Gov. Bob McDonnell used his annual State of the Commonwealth Wednesday to tout his transportation funding package, unveil additional education reform proposals, and call for the automatic restoration of voting rights for nonviolent felons. McDonnell said he supports proposed legislation for a constitutional amendment that would automatically restore civil rights, such as voting rights, to felons convicted of nonviolent offenses who have served their time.
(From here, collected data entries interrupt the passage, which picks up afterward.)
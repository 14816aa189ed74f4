// ABOUTME: Core types and constants for the FormCoach training platform
// ABOUTME: Foundation crate with error handling, domain models, and constants
//
// SPDX-License-Identifier: MIT OR Apache-2.0
// Copyright (c) 2025 Pierre Fitness Intelligence

#![deny(unsafe_code)]

//! # FormCoach Core
//!
//! Foundation crate providing shared types and constants for the FormCoach
//! exercise-form analysis platform. It changes rarely, so the analysis engine and
//! the application crate can compile against it in parallel.
//!
//! ## Modules
//!
//! - **errors**: Unified error handling with `AppError`, `ErrorCode`, and domain errors
//! - **constants**: Tuning values organized by domain
//! - **models**: Users, profiles, exercise specifications, workouts and sessions

/// Unified error handling system with standard error codes
pub mod errors;

/// Application constants organized by domain
pub mod constants;

/// Core data models
pub mod models;
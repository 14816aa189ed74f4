// ABOUTME: Exercise-form analysis engine: pose geometry, states, transitions and metrics
// ABOUTME: Pure computation with no I/O, driven frame by frame by the capture pipeline
//
// SPDX-License-Identifier: MIT OR Apache-2.0
// Copyright (c) 2025 Pierre Fitness Intelligence

#![deny(unsafe_code)]

//! # FormCoach Analysis
//!
//! Turns per-frame keypoints into conditions and aggregates them into a session report.
//!
//! ## Modules
//!
//! - **pose**: keypoints, connections and line angles
//! - **constraint**: validated angle limits for a line
//! - **condition**: conditions raised while evaluating frames
//! - **state** / **`state_machine`**: exercise phases and repetition counting
//! - **report**: per-session aggregation and JSON persistence
//! - **feedback** / **alerts**: client messages and audio cue decisions
//! - **metrics**: statistics for charts

/// Audio cue queue
pub mod alerts;
/// Observed conditions
pub mod condition;
/// Angle constraints
pub mod constraint;
/// Client-facing messages
pub mod feedback;
/// Session statistics
pub mod metrics;
/// Pose geometry
pub mod pose;
/// Session report
pub mod report;
/// Exercise states
pub mod state;
/// Exercise state machine
pub mod state_machine;

pub use alerts::{cue_for, AlertQueue, QueuedCue};
pub use condition::Condition;
pub use constraint::AngleConstraint;
pub use feedback::{category, ConditionCategory, Feedback};
pub use metrics::{DistributionRow, MetricsAnalyzer};
pub use pose::{Connection, Keypoint, KeypointConfig, Pose};
pub use report::SessionReport;
pub use state::{AnglesByView, State};
pub use state_machine::StateMachine;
Currently applications for rights restoration must be made directly to the governor who then decides whether to restore rights on an individual basis.
“As a nation that believes in redemption and second chances, we must provide a clear path for willing individuals to be productive members of society once they have served their sentences and paid their fines and restitution,” McDonnell said, garnering his only standing ovation of the night. “It is time for Virginia to join most of the other states and make the restoration of civil rights an automatic process for non-violent offenders.” He noted that he has restored voting rights to more nonviolent offenders than any previous governor.
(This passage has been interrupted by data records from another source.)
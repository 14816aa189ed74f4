// ABOUTME: 2D body pose built from estimator JSON, with line angles and pixel distances
// ABOUTME: Angles use 0 degrees pointing up on an image whose y axis grows downwards
//
// SPDX-License-Identifier: MIT OR Apache-2.0
// Copyright (c) 2025 Pierre Fitness Intelligence

//! Pose geometry.
//!
//! A frame arrives as `{"timestamp": ms, "keypoints": {"<id>": {"x": .., "y": ..}}}`.
//! Connections (keypoint pairs) come from a keypoint configuration and define the
//! lines whose angles the rest of the engine evaluates.

use std::collections::BTreeMap;

use formcoach_core::constants::angles::UNSET;
use formcoach_core::errors::AnalysisError;
use serde::{Deserialize, Serialize};
use serde_json::Value;
use tracing::{error, warn};

/// Full turn in degrees
const FULL_TURN_DEG: f64 = 360.0;

/// Image-space point of one keypoint
#[derive(Debug, Clone, Copy, PartialEq, Serialize, Deserialize)]
pub struct Keypoint {
    /// Horizontal pixel coordinate
    pub x: f64,
    /// Vertical pixel coordinate (grows downwards)
    pub y: f64,
}

/// A pair of keypoints forming a body line
#[derive(Debug, Clone, PartialEq, Eq, Serialize, Deserialize)]
pub struct Connection {
    /// First keypoint id
    pub from: u32,
    /// Second keypoint id
    pub to: u32,
    /// Human-readable name (`"left_hip<->left_knee"`)
    pub name: String,
}

impl Connection {
    /// Line key used by angle maps and constraints
    #[must_use]
    pub fn line(&self) -> String {
        format!("{}_{}", self.from, self.to)
    }
}

/// Keypoint names and connections loaded from a pose configuration
#[derive(Debug, Clone, Default, PartialEq, Eq, Serialize, Deserialize)]
pub struct KeypointConfig {
    /// Keypoint id to name
    pub keypoints: BTreeMap<u32, String>,
    /// Lines evaluated by the engine
    pub connections: Vec<Connection>,
}

impl KeypointConfig {
    /// Parse `{"KEYPOINTS": {"<id>": "name"}, "CONNECTIONS": [[a, b], ...]}`
    ///
    /// Both keys are optional; missing names fall back to the numeric id.
    ///
    /// # Errors
    ///
    /// Returns `InvalidPayload` if a keypoint id is not an integer or a connection is
    /// not a pair of integers
    pub fn from_json(value: &Value) -> Result<Self, AnalysisError> {
        let mut keypoints = BTreeMap::new();
        if let Some(map) = value.get("KEYPOINTS").and_then(Value::as_object) {
            for (key, name) in map {
                let id: u32 = key.parse().map_err(|_| {
                    AnalysisError::invalid_payload("keypoint config", format!("bad id '{key}'"))
                })?;
                let name = name.as_str().map_or_else(|| name.to_string(), str::to_owned);
                keypoints.insert(id, name);
            }
        }

        let mut connections = Vec::new();
        if let Some(pairs) = value.get("CONNECTIONS").and_then(Value::as_array) {
            for pair in pairs {
                let (from, to) = parse_pair(pair).ok_or_else(|| {
                    AnalysisError::invalid_payload("keypoint config", format!("bad pair {pair}"))
                })?;
                connections.push(Connection {
                    from,
                    to,
                    name: format!(
                        "{}<->{}",
                        Self::name_of(&keypoints, from),
                        Self::name_of(&keypoints, to)
                    ),
                });
            }
        }

        Ok(Self {
            keypoints,
            connections,
        })
    }

    fn name_of(keypoints: &BTreeMap<u32, String>, id: u32) -> String {
        keypoints
            .get(&id)
            .cloned()
            .unwrap_or_else(|| id.to_string())
    }

    /// Display name for a line key, or the key itself when unknown
    #[must_use]
    pub fn line_name(&self, line: &str) -> String {
        self.connections
            .iter()
            .find(|connection| connection.line() == line)
            .map_or_else(|| line.to_owned(), |connection| connection.name.clone())
    }
}

fn parse_pair(pair: &Value) -> Option<(u32, u32)> {
    let items = pair.as_array()?;
    if items.len() != 2 {
        return None;
    }
    let from = u32::try_from(items[0].as_u64()?).ok()?;
    let to = u32::try_from(items[1].as_u64()?).ok()?;
    Some((from, to))
}

/// One frame of detected keypoints
#[derive(Debug, Clone, PartialEq)]
pub struct Pose {
    timestamp: i64,
    keypoints: BTreeMap<u32, Keypoint>,
    connections: Vec<Connection>,
}

impl Pose {
    /// Build a pose from estimator JSON
    ///
    /// A missing timestamp becomes 0. Keypoints without `x`/`y` or with a
    /// non-numeric id are skipped.
    #[must_use]
    pub fn from_json(value: &Value, connections: &[Connection]) -> Self {
        let timestamp = value.get("timestamp").and_then(Value::as_i64).unwrap_or_else(|| {
            warn!("Pose payload has no timestamp, using 0");
            0
        });

        let mut keypoints = BTreeMap::new();
        if let Some(map) = value.get("keypoints").and_then(Value::as_object) {
            for (key, point) in map {
                let coords = point
                    .get("x")
                    .and_then(Value::as_f64)
                    .zip(point.get("y").and_then(Value::as_f64));
                let Some((x, y)) = coords else {
                    error!(keypoint = %key, payload = %point, "Keypoint without x or y, skipped");
                    continue;
                };
                let Ok(id) = key.parse::<u32>() else {
                    error!(keypoint = %key, "Keypoint id is not numeric, skipped");
                    continue;
                };
                keypoints.insert(id, Keypoint { x, y });
            }
        }

        Self {
            timestamp,
            keypoints,
            connections: connections.to_vec(),
        }
    }

    /// Placeholder pose without keypoints, used for frames that were not delivered
    #[must_use]
    pub const fn empty(timestamp: i64) -> Self {
        Self {
            timestamp,
            keypoints: BTreeMap::new(),
            connections: Vec::new(),
        }
    }

    /// Build a pose directly from points
    #[must_use]
    pub fn from_points(
        timestamp: i64,
        keypoints: BTreeMap<u32, Keypoint>,
        connections: &[Connection],
    ) -> Self {
        Self {
            timestamp,
            keypoints,
            connections: connections.to_vec(),
        }
    }

    /// Capture timestamp in ms
    #[must_use]
    pub const fn timestamp(&self) -> i64 {
        self.timestamp
    }

    /// Detected keypoints
    #[must_use]
    pub const fn keypoints(&self) -> &BTreeMap<u32, Keypoint> {
        &self.keypoints
    }

    /// Configured connections
    #[must_use]
    pub fn connections(&self) -> &[Connection] {
        &self.connections
    }

    /// Whether no keypoint was detected
    #[must_use]
    pub fn is_empty(&self) -> bool {
        self.keypoints.is_empty()
    }

    /// Whether the two keypoints form a configured line, in either order
    #[must_use]
    pub fn are_connected(&self, a: u32, b: u32) -> bool {
        self.connections
            .iter()
            .any(|c| (c.from == a && c.to == b) || (c.from == b && c.to == a))
    }

    fn endpoints(&self, a: u32, b: u32) -> Result<(Keypoint, Keypoint), AnalysisError> {
        let p1 = self
            .keypoints
            .get(&a)
            .ok_or_else(|| AnalysisError::missing_keypoint(a))?;
        let p2 = self
            .keypoints
            .get(&b)
            .ok_or_else(|| AnalysisError::missing_keypoint(b))?;
        Ok((*p1, *p2))
    }

    /// Euclidean pixel distance between two keypoints
    ///
    /// # Errors
    ///
    /// Returns `MissingKeypoint` if either keypoint is absent
    pub fn pixel_distance(&self, a: u32, b: u32) -> Result<f64, AnalysisError> {
        let (p1, p2) = self.endpoints(a, b)?;
        Ok((p2.x - p1.x).hypot(p2.y - p1.y))
    }

    /// Orientation of the line `a -> b` in degrees, 0 up, clockwise, in `[0, 360)`
    ///
    /// # Errors
    ///
    /// Returns `MissingKeypoint` if either keypoint is absent
    pub fn angle(&self, a: u32, b: u32) -> Result<f64, AnalysisError> {
        let (p1, p2) = self.endpoints(a, b)?;
        let dx = p2.x - p1.x;
        let dy = p2.y - p1.y;
        let mut angle = dx.atan2(-dy).to_degrees();
        if angle < 0.0 {
            angle += FULL_TURN_DEG;
        }
        if angle >= FULL_TURN_DEG {
            angle -= FULL_TURN_DEG;
        }
        Ok(angle)
    }

    /// Angles of every configured line, keyed `"<a>_<b>"`; `-1` when an endpoint is missing
    #[must_use]
    pub fn angles(&self) -> BTreeMap<String, f64> {
        self.connections
            .iter()
            .map(|connection| {
                let line = connection.line();
                let angle = self.angle(connection.from, connection.to).unwrap_or_else(|_| {
                    warn!(line = %line, "Missing keypoint for line");
                    UNSET
                });
                (line, angle)
            })
            .collect()
    }
}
McDonnell may get his wish on this account as two Republicans in the House of Delegates — Greg Habeeb of Salem and Peter Farrell of Henrico — are pushing legislation for automatic restoration.
Sen. Mamie Locke, D-Hampton, chairwoman of the Black Legislative Caucus, was pleased that McDonnell is supporting an initiative that colleagues in her caucus have put forward for years, but was a “little disappointed” he didn’t recognize Democrats who are proposing legislation similar to Habeeb and Farrell. “But we don’t care how it gets done, as long as it gets done,” Locke said.